First-principles study of precise O vacancy-deficient MXene as an ORR/OER bifunctional catalyst

The catalytic activity of MXene catalysts for oxygen reduction and oxygen evolution reaction (ORR and OER) is limited by the coordination environment of the active center. However, the mechanism of how vacancy-induced reconstruction catalysts promote ORR/OER remains unclear. Here, we exploit oxygen vacancies in Mo₂CO₂ to reveal the influence of defects in the reconstruction process and the limitations of active center coordination environments with different TM atom compositions on the catalytic process.
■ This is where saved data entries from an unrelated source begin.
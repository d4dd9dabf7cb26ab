//! Replace-the-collection semantics for nested child records.
//!
//! Submitted entries carrying an id update the matching existing record, entries
//! without an id are created, and existing records absent from the submission are
//! dropped.

use super::IdSource;

/// A child record that can be updated in place from its input representation.
pub trait NestedRecord: Sized {
    type Input;

    fn record_id(&self) -> u64;
    fn input_id(input: &Self::Input) -> Option<u64>;
    fn create(id: u64, input: Self::Input, ids: &dyn IdSource) -> Result<Self, NestedError>;
    fn apply(&mut self, input: Self::Input, ids: &dyn IdSource) -> Result<(), NestedError>;
}

#[derive(Debug, Clone, PartialEq, Eq, thiserror::Error)]
pub enum NestedError {
    #[error("{entity} {id} does not belong to this record")]
    UnknownId { entity: &'static str, id: u64 },
    #[error("{0}")]
    Invalid(String),
}

/// Merge `inputs` into `existing`, returning the new collection in input order.
pub fn merge_nested<T>(
    entity: &'static str,
    existing: Vec<T>,
    inputs: Vec<T::Input>,
    ids: &dyn IdSource,
) -> Result<Vec<T>, NestedError>
where
    T: NestedRecord,
{
    let mut pool: Vec<Option<T>> = existing.into_iter().map(Some).collect();
    let mut merged = Vec::with_capacity(inputs.len());

    for input in inputs {
        match T::input_id(&input) {
            Some(id) => {
                let mut record = pool
                    .iter_mut()
                    .find(|slot| slot.as_ref().is_some_and(|record| record.record_id() == id))
                    .and_then(Option::take)
                    .ok_or(NestedError::UnknownId { entity, id })?;
                record.apply(input, ids)?;
                merged.push(record);
            }
            None => merged.push(T::create(ids.next_id(), input, ids)?),
        }
    }

    Ok(merged)
}

/// Builds fresh records for a collection that had no previous state.
pub fn create_nested<T>(inputs: Vec<T::Input>, ids: &dyn IdSource) -> Result<Vec<T>, NestedError>
where
    T: NestedRecord,
{
    inputs
        .into_iter()
        .map(|input| T::create(ids.next_id(), input, ids))
        .collect()
}

#[cfg(test)]
pub(crate) mod tests {
    use super::*;
    use std::sync::atomic::{AtomicU64, Ordering};

    /// Counter starting after `start`.
    pub(crate) struct Counter(AtomicU64);

    impl Counter {
        pub(crate) fn starting_at(start: u64) -> Self {
            Self(AtomicU64::new(start))
        }
    }

    impl IdSource for Counter {
        fn next_id(&self) -> u64 {
            self.0.fetch_add(1, Ordering::SeqCst) + 1
        }
    }

    #[derive(Debug, PartialEq)]
    struct Link {
        id: u64,
        url: String,
    }

    struct LinkInput {
        id: Option<u64>,
        url: String,
    }

    impl NestedRecord for Link {
        type Input = LinkInput;

        fn record_id(&self) -> u64 {
            self.id
        }

        fn input_id(input: &LinkInput) -> Option<u64> {
            input.id
        }

        fn create(id: u64, input: LinkInput, _ids: &dyn IdSource) -> Result<Self, NestedError> {
            Ok(Link { id, url: input.url })
        }

        fn apply(&mut self, input: LinkInput, _ids: &dyn IdSource) -> Result<(), NestedError> {
            self.url = input.url;
            Ok(())
        }
    }

    fn link(id: u64, url: &str) -> Link {
        Link {
            id,
            url: url.to_string(),
        }
    }

    fn input(id: Option<u64>, url: &str) -> LinkInput {
        LinkInput {
            id,
            url: url.to_string(),
        }
    }

    #[test]
    fn updates_creates_and_drops() {
        let existing = vec![link(1, "a"), link(2, "b"), link(3, "c")];
        let merged = merge_nested(
            "link",
            existing,
            vec![input(Some(3), "c2"), input(None, "new"), input(Some(1), "a")],
            &Counter::starting_at(10),
        )
        .expect("merge succeeds");

        assert_eq!(merged, vec![link(3, "c2"), link(11, "new"), link(1, "a")]);
    }

    #[test]
    fn rejects_ids_that_are_not_children() {
        let result = merge_nested(
            "link",
            vec![link(1, "a")],
            vec![input(Some(7), "x")],
            &Counter::starting_at(0),
        );
        assert_eq!(
            result,
            Err(NestedError::UnknownId {
                entity: "link",
                id: 7
            })
        );
    }

    #[test]
    fn duplicate_ids_in_one_submission_are_rejected() {
        let result = merge_nested(
            "link",
            vec![link(1, "a")],
            vec![input(Some(1), "x"), input(Some(1), "y")],
            &Counter::starting_at(0),
        );
        assert!(result.is_err());
    }

    #[test]
    fn create_assigns_sequential_ids() {
        let created: Vec<Link> = create_nested(
            vec![input(None, "a"), input(Some(99), "b")],
            &Counter::starting_at(4),
        )
        .expect("create succeeds");
        assert_eq!(created, vec![link(5, "a"), link(6, "b")]);
    }
}
impl Rent {
    pub fn is_active_on(&self, date: NaiveDate) -> bool {
        self.start_date.map_or(true, |start| start <= date)
            && self.end_date.map_or(true, |end| date <= end)
    }

    pub fn contract_rent_for_date(&self, date: NaiveDate) -> Option<&ContractRent> {
        self.contract_rents
            .iter()
            .find(|rent| rent.is_active_on(date))
    }

    /// Day-weighted rent for a calendar year after discounts and increases.
    ///
    /// Each day carries the yearly rate in force on it: a fixed initial year rent when
    /// one covers the day, otherwise the active contract rent. Adjustments active on the
    /// day change that rate. The exact total is rounded to cents once at the end.
    pub fn yearly_amount_for_year(&self, year: i32) -> Money {
        if self.rent_type == RentType::Free {
            return Money::ZERO;
        }
        let (Some(first), Some(last)) = (
            NaiveDate::from_ymd_opt(year, 1, 1),
            NaiveDate::from_ymd_opt(year, 12, 31),
        ) else {
            return Money::ZERO;
        };
        let Some((from, to)) = overlap(self.start_date, self.end_date, first, last) else {
            return Money::ZERO;
        };

        let days_in_year = (last - first).num_days() + 1;
        let mut total: i128 = 0;
        for day in from.iter_days().take_while(|day| *day <= to) {
            let rate = self
                .fixed_initial_year_rents
                .iter()
                .find(|fixed| fixed.is_active_on(day))
                .map(|fixed| fixed.amount)
                .or_else(|| {
                    self.contract_rent_for_date(day)
                        .map(ContractRent::yearly_amount)
                });
            let Some(rate) = rate else {
                continue;
            };

            let base = i128::from(rate.cents()) * ADJUSTMENT_SCALE;
            let adjusted = self
                .rent_adjustments
                .iter()
                .filter(|adjustment| adjustment.is_active_on(day))
                .fold(base, |value, adjustment| {
                    value + adjustment.scaled_delta(rate)
                });
            total += adjusted.max(0);
        }

        Fraction::new(total, ADJUSTMENT_SCALE * i128::from(days_in_year))
            .map(|share| Money::from_cents(1).mul_fraction(share))
            .unwrap_or(Money::ZERO)
    }

    /// Replaces the payable rent of `year`, dropping it when the rent does not reach the year.
    pub fn record_payable_rent(&mut self, year: i32, ids: &dyn IdSource) {
        let existing = self
            .payable_rents
            .iter()
            .position(|payable| payable.year() == year);
        let id = existing
            .map(|index| self.payable_rents[index].id)
            .unwrap_or_else(|| PayableRentId(ids.next_id()));
        if let Some(index) = existing {
            self.payable_rents.remove(index);
        }
        if let Some(payable) = PayableRent::for_year(id, self, year) {
            self.payable_rents.push(payable);
            self.payable_rents.sort_by_key(|payable| payable.start_date);
        }
    }
}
Through theoretical calculations, we found that the enhanced adsorption of OOH* by the oxygen defects during the catalytic process drove the catalyst's reconstruction, especially in the OER reaction, where the presence of O vacancies somewhat breaks the linkage between OH* and the overpotential and shows excellent OER activity. It was found that the Os-O_V@Mo₂CO₂ catalyst had the highest activity with theoretical overpotentials η^ORR = 0.43 V and η^OER = 0.49 V, which were close to or better than those of conventional Pt (111) and IrO₂ (110). In addition, we systematically investigated the interactions between the catalyst and the reaction intermediates during the reaction process and elucidated the relationship between the changes in the free energies of different oxygenated intermediates. Overall, this study provides a feasible approach for the design and development of advanced bifunctional electrocatalysts, enriches the application of MXene, a novel two-dimensional material, in the electrochemical energy field, and provides theoretical experience for the design of defective MXene catalysts.